Dans la deuxième phase, des personnes issues de la classe moyenne sont attirées par le quartier, accélérant ainsi les investissements. La troisième phase est marquée par des investissements privés et publics plus importants, souvent avec l’intervention de grands promoteurs immobiliers.
Comment Zurich s’inscrit dans ce schéma
L’application du cadre théorique de Philipp L. Clay au quartier de Zurich-Ouest fournit des indications intéressantes. Au cours des années 1970 et 1980, le quartier a été le théâtre de troubles politiques et de mouvements militants. Ces derniers étaient menés par de jeunes diplômés qui se sont installés dans le quartier de Zurich-Ouest, à l’époque une zone industrielle à faible revenu. Cette transition illustre parfaitement la première étape de la gentrification ou phase pionnière.
À l’époque, Zurich connaissait un déclin important, le centre-ville, plus précisément le parc Platzspitz, se transformant en une scène ouverte de la drogue.
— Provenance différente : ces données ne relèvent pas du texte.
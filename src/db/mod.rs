use crate::domain::MovieId;
use crate::entities::{actors, countries, genres};
use crate::models::movie::{Movie, MovieChanges, MovieSummary, NewMovie};
use crate::pagination::{Page, PageRequest};
use anyhow::Result;
use sea_orm::{ConnectOptions, ConnectionTrait, Database, DatabaseConnection, Statement};
use sea_orm_migration::MigratorTrait;
use std::path::Path;
use std::sync::Arc;
use std::time::Duration;
use tokio::sync::Mutex;
use tracing::info;

pub mod migrator;
pub mod repositories;

pub use repositories::movie::{CreateOutcome, UpdateOutcome, WriteLock};

#[derive(Clone)]
pub struct Store {
    pub conn: DatabaseConnection,
    write_lock: WriteLock,
}

impl Store {
    /// Connects and brings the schema up to date.
    pub async fn with_pool_options(
        db_url: &str,
        max_connections: u32,
        min_connections: u32,
    ) -> Result<Self> {
        let store = Self::connect(db_url, max_connections, min_connections).await?;
        let applied = store.migrate().await?;

        info!(
            "Database connected & {} migrations applied (pool: {}-{})",
            applied, min_connections, max_connections
        );

        Ok(store)
    }

    /// Connects without touching the schema.
    pub async fn connect(db_url: &str, max_connections: u32, min_connections: u32) -> Result<Self> {
        if !db_url.contains(":memory:") {
            let path_str = db_url
                .trim_start_matches("sqlite://")
                .trim_start_matches("sqlite:");
            let path_str = path_str.split('?').next().unwrap_or(path_str);
            if let Some(parent) = Path::new(path_str).parent() {
                tokio::fs::create_dir_all(parent).await.ok();
            }
            if !Path::new(path_str).exists() {
                std::fs::File::create(path_str)?;
            }
        }

        let mut opt = ConnectOptions::new(db_url.to_string());
        opt.max_connections(max_connections)
            .min_connections(min_connections)
            .connect_timeout(Duration::from_secs(10))
            .acquire_timeout(Duration::from_secs(10))
            .idle_timeout(Duration::from_secs(300))
            .max_lifetime(Duration::from_secs(600))
            .sqlx_logging(false);

        let conn = Database::connect(opt).await?;

        if !db_url.contains(":memory:") {
            // Readers keep going while a write transaction is open.
            conn.execute(Statement::from_string(
                conn.get_database_backend(),
                "PRAGMA journal_mode=WAL".to_string(),
            ))
            .await?;
        }

        Ok(Self {
            conn,
            write_lock: Arc::new(Mutex::new(())),
        })
    }

    /// Applies pending migrations, returning how many ran.
    pub async fn migrate(&self) -> Result<usize> {
        let pending = migrator::Migrator::get_pending_migrations(&self.conn)
            .await?
            .len();
        migrator::Migrator::up(&self.conn, None).await?;
        Ok(pending)
    }

    pub async fn ping(&self) -> Result<()> {
        let backend = self.conn.get_database_backend();
        self.conn
            .query_one(Statement::from_string(backend, "SELECT 1".to_string()))
            .await?;
        Ok(())
    }

    fn movie_repo(&self) -> repositories::movie::MovieRepository {
        repositories::movie::MovieRepository::new(self.conn.clone(), self.write_lock.clone())
    }

    fn reference_repo(&self) -> repositories::reference::ReferenceRepository {
        repositories::reference::ReferenceRepository::new(self.conn.clone())
    }

    pub async fn list_movies(&self, request: PageRequest) -> Result<Page<MovieSummary>> {
        self.movie_repo().list_page(request).await
    }

    pub async fn get_movie(&self, id: MovieId) -> Result<Option<Movie>> {
        self.movie_repo().get(id).await
    }

    pub async fn movie_exists(&self, id: MovieId) -> Result<bool> {
        self.movie_repo().exists(id).await
    }

    pub async fn create_movie(&self, movie: &NewMovie) -> Result<CreateOutcome> {
        self.movie_repo().create(movie).await
    }

    pub async fn update_movie(&self, id: MovieId, changes: &MovieChanges) -> Result<UpdateOutcome> {
        self.movie_repo().update(id, changes).await
    }

    pub async fn remove_movie(&self, id: MovieId) -> Result<bool> {
        self.movie_repo().remove(id).await
    }

    pub async fn find_country(&self, code: &str) -> Result<Option<countries::Model>> {
        self.reference_repo().find_country(code).await
    }

    pub async fn list_countries(&self) -> Result<Vec<countries::Model>> {
        self.reference_repo().list_countries().await
    }

    pub async fn list_genres(&self) -> Result<Vec<genres::Model>> {
        self.reference_repo().list_genres().await
    }

    pub async fn list_actors(&self) -> Result<Vec<actors::Model>> {
        self.reference_repo().list_actors().await
    }
}
//! Domain service for the movie catalog.
//!
//! Handles validation of incoming payloads, duplicate detection and the
//! lookup-or-create of countries, genres, actors and languages.

use crate::domain::MovieId;
use crate::models::movie::{Movie, MovieInput, MoviePatch, MovieSummary, ValidationError};
use crate::pagination::{Page, PageRequest};
use chrono::NaiveDate;
use thiserror::Error;

/// Errors specific to catalog operations.
#[derive(Debug, Error)]
pub enum MovieError {
    #[error("Invalid input: {0}")]
    InvalidInput(#[from] ValidationError),

    #[error("{0}")]
    Conflict(String),

    #[error("Movie not found: {0}")]
    NotFound(MovieId),

    #[error("No movies found")]
    NoMoviesFound,

    #[error("Database error: {0}")]
    Database(String),
}

impl MovieError {
    #[must_use]
    pub fn duplicate(name: &str, date: NaiveDate) -> Self {
        Self::Conflict(format!(
            "A movie with the name '{name}' and release date '{date}' already exists."
        ))
    }
}

/// Sent back when another connection holds the SQLite write lock.
pub const CATALOG_BUSY: &str = "The catalog is busy with another change. Please retry.";

/// `SQLITE_BUSY` and `SQLITE_LOCKED` surface only as driver messages.
fn is_lock_contention(err: &sea_orm::DbErr) -> bool {
    let msg = err.to_string();
    msg.contains("database is locked") || msg.contains("database table is locked")
}

impl From<sea_orm::DbErr> for MovieError {
    fn from(err: sea_orm::DbErr) -> Self {
        if is_lock_contention(&err) {
            return Self::Conflict(CATALOG_BUSY.to_string());
        }
        Self::Database(err.to_string())
    }
}

impl From<anyhow::Error> for MovieError {
    fn from(err: anyhow::Error) -> Self {
        match err.downcast::<sea_orm::DbErr>() {
            Ok(db_err) => db_err.into(),
            Err(other) => Self::Database(other.to_string()),
        }
    }
}

/// Domain service trait for the catalog.
#[async_trait::async_trait]
pub trait MovieService: Send + Sync {
    /// Lists one page of movies, newest first.
    ///
    /// An empty page is reported as [`MovieError::NoMoviesFound`].
    async fn list_movies(&self, request: PageRequest) -> Result<Page<MovieSummary>, MovieError>;

    /// Gets one movie with its references resolved.
    async fn get_movie(&self, id: MovieId) -> Result<Movie, MovieError>;

    /// Validates and stores a new movie, returning it as stored.
    async fn create_movie(&self, input: MovieInput) -> Result<Movie, MovieError>;

    /// Applies the fields present in `patch`.
    async fn update_movie(&self, id: MovieId, patch: MoviePatch) -> Result<(), MovieError>;

    /// Deletes a movie; genres, actors, languages and countries are kept.
    async fn delete_movie(&self, id: MovieId) -> Result<(), MovieError>;
}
Le Needle Park (parc à aiguilles) de Zurich, comme on l’a surnommé, accueillait jusqu’à 1000 toxicomanes par jour.
En 1995, les autorités ont procédé à un "nettoyage" du quartier, renvoyant les toxicomanes dans leurs quartiers d’origine. La Ville a également commencé à planifier des projets de développement urbain à long terme dans toute la zone, incluant Zurich-Ouest et ses environs.
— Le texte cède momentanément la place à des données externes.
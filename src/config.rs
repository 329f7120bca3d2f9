use anyhow::{Context, Result};
use serde::{Deserialize, Serialize};
use std::path::{Path, PathBuf};
use tracing::info;

#[derive(Debug, Clone, Default, Serialize, Deserialize)]
#[serde(default)]
pub struct Config {
    pub general: GeneralConfig,

    pub server: ServerConfig,

    pub catalog: CatalogConfig,

    pub observability: ObservabilityConfig,
}

#[derive(Debug, Clone, Copy, PartialEq, Eq, Default, Serialize, Deserialize)]
#[serde(rename_all = "lowercase")]
pub enum LogFormat {
    #[default]
    Pretty,
    Json,
}

#[derive(Debug, Clone, Serialize, Deserialize)]
#[serde(default)]
pub struct GeneralConfig {
    /// `SeaORM` connection URL, e.g. `sqlite:data/movies.db`.
    pub database_path: String,

    pub log_level: String,

    pub log_format: LogFormat,

    /// Tokio worker threads; 0 lets the runtime decide.
    pub worker_threads: usize,

    pub max_db_connections: u32,

    pub min_db_connections: u32,
}

impl Default for GeneralConfig {
    fn default() -> Self {
        Self {
            database_path: "sqlite:data/movies.db".to_string(),
            log_level: "info".to_string(),
            log_format: LogFormat::Pretty,
            worker_threads: 2,
            max_db_connections: 5,
            min_db_connections: 1,
        }
    }
}

#[derive(Debug, Clone, Serialize, Deserialize)]
#[serde(default)]
pub struct ServerConfig {
    pub port: u16,

    /// Prefix every route is nested under.
    pub base_path: String,

    pub cors_allowed_origins: Vec<String>,
}

impl Default for ServerConfig {
    fn default() -> Self {
        Self {
            port: 8000,
            base_path: "/api/v1".to_string(),
            cors_allowed_origins: vec![
                "http://localhost:8000".to_string(),
                "http://127.0.0.1:8000".to_string(),
            ],
        }
    }
}

#[derive(Debug, Clone, Serialize, Deserialize)]
#[serde(default)]
pub struct CatalogConfig {
    /// How far past today a release date may lie.
    pub release_horizon_days: u64,

    pub default_per_page: u64,

    pub max_per_page: u64,
}

impl Default for CatalogConfig {
    fn default() -> Self {
        Self {
            release_horizon_days: 365,
            default_per_page: 10,
            max_per_page: 20,
        }
    }
}

#[derive(Debug, Clone, Serialize, Deserialize)]
#[serde(default)]
pub struct ObservabilityConfig {
    pub metrics_enabled: bool,
}

impl Default for ObservabilityConfig {
    fn default() -> Self {
        Self {
            metrics_enabled: true,
        }
    }
}

impl Config {
    /// Loads `path` (or the first config file found), then applies
    /// environment overrides.
    pub fn load(path: Option<&Path>) -> Result<Self> {
        dotenvy::dotenv().ok();

        let mut config = match path {
            Some(path) if path.exists() => Self::load_from_path(path)?,
            Some(path) => {
                info!("Config file {} not found, using defaults", path.display());
                Self::default()
            }
            None => Self::discover()?,
        };

        config.apply_overrides(|key| std::env::var(key).ok())?;
        Ok(config)
    }

    fn discover() -> Result<Self> {
        for path in &Self::config_paths() {
            if path.exists() {
                info!("Loading config from: {}", path.display());
                return Self::load_from_path(path);
            }
        }

        info!("No config file found, using defaults");
        Ok(Self::default())
    }

    pub fn load_from_path(path: &Path) -> Result<Self> {
        let content = std::fs::read_to_string(path)
            .with_context(|| format!("Failed to read config file: {}", path.display()))?;

        let config: Self = toml::from_str(&content)
            .with_context(|| format!("Failed to parse config file: {}", path.display()))?;

        Ok(config)
    }

    /// `DATABASE_URL` and `PORT` win over the file.
    pub fn apply_overrides<F>(&mut self, lookup: F) -> Result<()>
    where
        F: Fn(&str) -> Option<String>,
    {
        if let Some(url) = lookup("DATABASE_URL").filter(|v| !v.is_empty()) {
            self.general.database_path = url;
        }

        if let Some(port) = lookup("PORT").filter(|v| !v.is_empty()) {
            self.server.port = port
                .parse()
                .with_context(|| format!("PORT is not a valid port number: {port}"))?;
        }

        Ok(())
    }

    pub fn save_to_path(&self, path: &Path) -> Result<()> {
        if let Some(parent) = path.parent() {
            std::fs::create_dir_all(parent)?;
        }

        let content = toml::to_string_pretty(self)?;
        std::fs::write(path, content)?;
        info!("Config saved to: {}", path.display());
        Ok(())
    }

    fn config_paths() -> Vec<PathBuf> {
        let mut paths = vec![];

        paths.push(PathBuf::from("config.toml"));

        if let Some(config_dir) = dirs::config_dir() {
            paths.push(config_dir.join("movie-catalog").join("config.toml"));
        }

        if let Some(home) = dirs::home_dir() {
            paths.push(home.join(".movie-catalog").join("config.toml"));
        }

        paths
    }

    #[must_use]
    pub fn default_config_path() -> PathBuf {
        PathBuf::from("config.toml")
    }

    /// Writes the defaults to `path` unless a file is already there.
    pub fn create_default_if_missing(path: &Path) -> Result<bool> {
        if path.exists() {
            Ok(false)
        } else {
            let config = Self::default();
            config.save_to_path(path)?;
            info!("Created default config file: {}", path.display());
            Ok(true)
        }
    }

    pub fn validate(&self) -> Result<()> {
        if self.general.database_path.is_empty() {
            anyhow::bail!("Database path cannot be empty");
        }

        if self.general.min_db_connections > self.general.max_db_connections {
            anyhow::bail!("min_db_connections cannot exceed max_db_connections");
        }

        if !self.server.base_path.is_empty() && !self.server.base_path.starts_with('/') {
            anyhow::bail!("Server base_path must start with '/'");
        }

        if self.server.base_path.len() > 1 && self.server.base_path.ends_with('/') {
            anyhow::bail!("Server base_path must not end with '/'");
        }

        if self.catalog.max_per_page == 0 {
            anyhow::bail!("max_per_page must be > 0");
        }

        if self.catalog.default_per_page == 0
            || self.catalog.default_per_page > self.catalog.max_per_page
        {
            anyhow::bail!("default_per_page must be between 1 and max_per_page");
        }

        Ok(())
    }
}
Les 3e et 4e phases: l'embourgeoisement de Zurich-Ouest
Dans le cas particulier de Zurich, les deux premières étapes de la gentrification n’étaient pas directement liées. La transition vers la gentrification précoce a été encouragée par des initiatives publiques visant à résoudre un problème parallèle, plutôt que par la poursuite du processus amorcé par les pionniers.
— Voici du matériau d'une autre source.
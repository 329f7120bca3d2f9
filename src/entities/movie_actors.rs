use sea_orm::entity::prelude::*;

#[derive(Clone, Debug, PartialEq, Eq, DeriveEntityModel)]
#[sea_orm(table_name = "movie_actors")]
pub struct Model {
    #[sea_orm(primary_key, auto_increment = false)]
    pub movie_id: i32,
    #[sea_orm(primary_key, auto_increment = false)]
    pub actor_id: i32,
    pub position: i32,
}

#[derive(Copy, Clone, Debug, EnumIter, DeriveRelation)]
pub enum Relation {
    #[sea_orm(
        belongs_to = "super::movies::Entity",
        from = "Column::MovieId",
        to = "super::movies::Column::Id",
        on_update = "Cascade",
        on_delete = "Cascade"
    )]
    Movie,
    #[sea_orm(
        belongs_to = "super::actors::Entity",
        from = "Column::ActorId",
        to = "super::actors::Column::Id",
        on_update = "Cascade",
        on_delete = "Restrict"
    )]
    Actor,
}

impl Related<super::movies::Entity> for Entity {
    fn to() -> RelationDef {
        Relation::Movie.def()
    }
}

impl Related<super::actors::Entity> for Entity {
    fn to() -> RelationDef {
        Relation::Actor.def()
    }
}

impl ActiveModelBehavior for ActiveModel {}
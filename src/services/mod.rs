pub mod movie_service;
pub mod movie_service_impl;
pub use movie_service::{MovieError, MovieService};
pub use movie_service_impl::SeaOrmMovieService;
pub mod movie;
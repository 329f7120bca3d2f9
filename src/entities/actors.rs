use sea_orm::entity::prelude::*;

#[derive(Clone, Debug, PartialEq, Eq, DeriveEntityModel)]
#[sea_orm(table_name = "actors")]
pub struct Model {
    #[sea_orm(primary_key)]
    pub id: i32,
    #[sea_orm(unique)]
    pub name: String,
}

#[derive(Copy, Clone, Debug, EnumIter, DeriveRelation)]
pub enum Relation {
    #[sea_orm(has_many = "super::movie_actors::Entity")]
    MovieActors,
}

impl Related<super::movie_actors::Entity> for Entity {
    fn to() -> RelationDef {
        Relation::MovieActors.def()
    }
}

impl Related<super::movies::Entity> for Entity {
    fn to() -> RelationDef {
        super::movie_actors::Relation::Movie.def()
    }

    fn via() -> Option<RelationDef> {
        Some(super::movie_actors::Relation::Actor.def().rev())
    }
}

impl ActiveModelBehavior for ActiveModel {}
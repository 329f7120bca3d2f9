use crate::config::Config;
use crate::domain::MovieId;
use crate::services::MovieError;
use crate::state::SharedState;

pub async fn cmd_remove_movie(config: &Config, id: i32, yes: bool) -> anyhow::Result<()> {
    let state = SharedState::new(config.clone()).await?;
    let id = MovieId::new(id);

    let movie = match state.movie_service.get_movie(id).await {
        Ok(movie) => movie,
        Err(MovieError::NotFound(_)) => {
            println!("Movie with ID {id} not found.");
            return Ok(());
        }
        Err(e) => return Err(e.into()),
    };

    if !yes {
        println!("Delete '{}' ({}, ID: {})?", movie.name, movie.date, movie.id);
        println!("Enter 'y' to confirm, anything else to cancel:");

        let mut input = String::new();
        std::io::stdin().read_line(&mut input)?;

        if !input.trim().eq_ignore_ascii_case("y") {
            println!("Cancelled.");
            return Ok(());
        }
    }

    match state.movie_service.delete_movie(id).await {
        Ok(()) => println!("✓ Removed: {}", movie.name),
        Err(MovieError::NotFound(_)) => println!("Movie was already removed."),
        Err(e) => return Err(e.into()),
    }

    Ok(())
}
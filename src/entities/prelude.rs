pub use super::actors::Entity as Actors;
pub use super::countries::Entity as Countries;
pub use super::genres::Entity as Genres;
pub use super::languages::Entity as Languages;
pub use super::movie_actors::Entity as MovieActors;
pub use super::movie_genres::Entity as MovieGenres;
pub use super::movie_languages::Entity as MovieLanguages;
pub use super::movies::Entity as Movies;
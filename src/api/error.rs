use axum::{
    Json,
    http::StatusCode,
    response::{IntoResponse, Response},
};
use std::fmt;

use super::DetailResponse;
use crate::services::MovieError;

pub const INVALID_INPUT: &str = "Invalid input data.";
pub const MOVIE_NOT_FOUND: &str = "Movie with the given ID was not found.";
pub const NO_MOVIES_FOUND: &str = "No movies found.";

#[derive(Debug)]
pub enum ApiError {
    /// Carries the precise reason; clients only see [`INVALID_INPUT`].
    InvalidInput(String),

    NotFound(String),

    Conflict(String),

    DatabaseError(String),
}

impl fmt::Display for ApiError {
    fn fmt(&self, f: &mut fmt::Formatter<'_>) -> fmt::Result {
        match self {
            Self::InvalidInput(msg) => write!(f, "Invalid input: {msg}"),
            Self::NotFound(msg) => write!(f, "Not found: {msg}"),
            Self::Conflict(msg) => write!(f, "Conflict: {msg}"),
            Self::DatabaseError(msg) => write!(f, "Database error: {msg}"),
        }
    }
}

impl std::error::Error for ApiError {}

impl IntoResponse for ApiError {
    fn into_response(self) -> Response {
        let (status, detail) = match self {
            Self::InvalidInput(reason) => {
                tracing::debug!("Invalid input: {}", reason);
                (StatusCode::BAD_REQUEST, INVALID_INPUT.to_string())
            }
            Self::NotFound(msg) => (StatusCode::NOT_FOUND, msg),
            Self::Conflict(msg) => (StatusCode::CONFLICT, msg),
            Self::DatabaseError(msg) => {
                tracing::error!("Database error: {}", msg);
                (
                    StatusCode::INTERNAL_SERVER_ERROR,
                    "A database error occurred".to_string(),
                )
            }
        };

        (status, Json(DetailResponse::new(detail))).into_response()
    }
}

impl From<MovieError> for ApiError {
    fn from(err: MovieError) -> Self {
        match err {
            MovieError::InvalidInput(reason) => Self::InvalidInput(reason.to_string()),
            MovieError::Conflict(msg) => Self::Conflict(msg),
            MovieError::NotFound(_) => Self::NotFound(MOVIE_NOT_FOUND.to_string()),
            MovieError::NoMoviesFound => Self::NotFound(NO_MOVIES_FOUND.to_string()),
            MovieError::Database(msg) => Self::DatabaseError(msg),
        }
    }
}

impl ApiError {
    pub fn invalid_input(reason: impl Into<String>) -> Self {
        Self::InvalidInput(reason.into())
    }
}
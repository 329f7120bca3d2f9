use anyhow::Context;

use crate::config::Config;
use crate::db::Store;

pub async fn cmd_migrate(config: &Config) -> anyhow::Result<()> {
    let store = Store::connect(
        &config.general.database_path,
        config.general.max_db_connections,
        config.general.min_db_connections,
    )
    .await
    .context("Failed to open database")?;

    let applied = store.migrate().await.context("Migration failed")?;

    if applied == 0 {
        println!("Database is up to date.");
    } else {
        println!("✓ Applied {applied} migration(s)");
    }
    Ok(())
}
//! Command-line interface for the movie catalog.

mod commands;

use clap::{Parser, Subcommand};
use std::path::PathBuf;

/// Movie Catalog - a small CRUD service for movies and their cast
#[derive(Parser)]
#[command(name = "movie-catalog")]
#[command(author, version, about, long_about = None)]
pub struct Cli {
    /// Path to config.toml
    #[arg(long, global = true)]
    pub config: Option<PathBuf>,

    #[command(subcommand)]
    pub command: Option<Commands>,
}

#[derive(Subcommand)]
pub enum Commands {
    /// Run the HTTP server (default)
    Serve,

    /// Create default config file
    Init,

    /// Apply pending database migrations and exit
    Migrate,

    /// List one page of the catalog, newest first
    #[command(alias = "ls")]
    List {
        /// Page number, starting at 1
        #[arg(long, default_value = "1")]
        page: u64,
        /// Movies per page
        #[arg(long)]
        per_page: Option<u64>,
    },

    /// Show details about a movie
    #[command(alias = "info")]
    Show {
        /// Movie ID
        id: i32,
    },

    /// Delete a movie
    #[command(alias = "rm")]
    Remove {
        /// Movie ID
        id: i32,
        /// Skip the confirmation prompt
        #[arg(long, short)]
        yes: bool,
    },
}

pub use commands::*;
Au cours des vingt dernières années, Zurich-Ouest a connu de profonds changements, évoluant rapidement vers la troisième étape. D’anciennes zones industrielles et des quartiers autrefois stigmatisés abritent désormais des gratte-ciel tels que la Prime Tower, le plus haut bâtiment de Zurich, entourés de bureaux, de clubs, de restaurants, de studios et de nouveaux lotissements.
Les investissements publics dans l’infrastructure urbaine témoignent de la transition de la deuxième vers la troisième phase, favorisant la croissance des grands investisseurs privés. En outre, la popularité des tours d’habitation comme celles du Hardau et du Lochergut est montée en flèche. Ces immeubles sont désormais au cœur de la ville plutôt qu’à sa périphérie, attirant la "classe moyenne créative". Ces quelques oasis de logements abordables restent toutefois insuffisantes pour y permettre le maintien de la classe ouvrière zurichoise.
Zurich-Ouest entre alors dans la quatrième phase: la "gentrification mature". Dans le film documentaire PUSH (2019), un propriétaire de bar de Brooklyn, à New York, observe que des artistes et des "personnes créatives" s’installent, renforçant l’attrait du quartier et faisant grimper les prix de l’immobilier, pour ensuite s’en retrouver elles-mêmes exclues, faute de moyens.
Une cinquième étape: stabilisation ou creusement des inégalités?
Les théories comme celle de Phillip L. Clay simplifient à l’excès les complexités de la gentrification. En réalité, ces processus varient, avec des étapes qui peuvent être plus nuancées ou même omises.
À ses débuts, la gentrification peut être synonyme de croissance économique, de développement des infrastructures et d’amélioration des services publics et des transports. Elle peut également favoriser la mixité sociale, les personnes moins aisées bénéficiant des revendications de la classe moyenne pour de meilleurs services.
Cependant, l'accentuation de la gentrification et le creusement des inégalités semblent inéluctables, les quartiers devenant progressivement inabordables.
La question importante est donc la suivante: dans quelle direction souhaitons-nous aller? Sans une décision réfléchie des autorités publiques et des urbanistes, les plus puissants acteurs économiques font la loi. De nombreuses villes du monde entier, comme Zurich, en sont la démonstration.